→ **Task brief**:
Everything from the line containing "2025–2026 Christopher Liu" to the close of the records below should be output exactly, line by line, with no other lines given.

[[ Provided information, beginning ]]

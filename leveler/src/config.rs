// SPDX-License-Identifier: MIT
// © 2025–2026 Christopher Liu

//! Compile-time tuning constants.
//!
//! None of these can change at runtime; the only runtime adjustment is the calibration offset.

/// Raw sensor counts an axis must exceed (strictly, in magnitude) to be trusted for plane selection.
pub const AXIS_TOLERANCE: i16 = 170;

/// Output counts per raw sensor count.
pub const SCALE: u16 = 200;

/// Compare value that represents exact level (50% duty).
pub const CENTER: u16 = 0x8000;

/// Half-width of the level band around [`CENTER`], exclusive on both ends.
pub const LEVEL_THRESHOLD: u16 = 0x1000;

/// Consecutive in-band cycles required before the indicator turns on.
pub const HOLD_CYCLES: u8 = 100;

[[ Provided information, end ]]

→ **Problem solution**:
// © 2025–2026 Christopher Liu

//! Compile-time tuning constants.
//!
//! None of these can change at runtime; the only runtime adjustment is the calibration offset.

/// Raw sensor counts an axis must exceed (strictly, in magnitude) to be trusted for plane selection.
pub const AXIS_TOLERANCE: i16 = 170;

/// Output counts per raw sensor count.
pub const SCALE: u16 = 200;

/// Compare value that represents exact level (50% duty).
pub const CENTER: u16 = 0x8000;

/// Half-width of the level band around [`CENTER`], exclusive on both ends.
pub const LEVEL_THRESHOLD: u16 = 0x1000;

/// Consecutive in-band cycles required before the indicator turns on.
pub const HOLD_CYCLES: u8 = 100;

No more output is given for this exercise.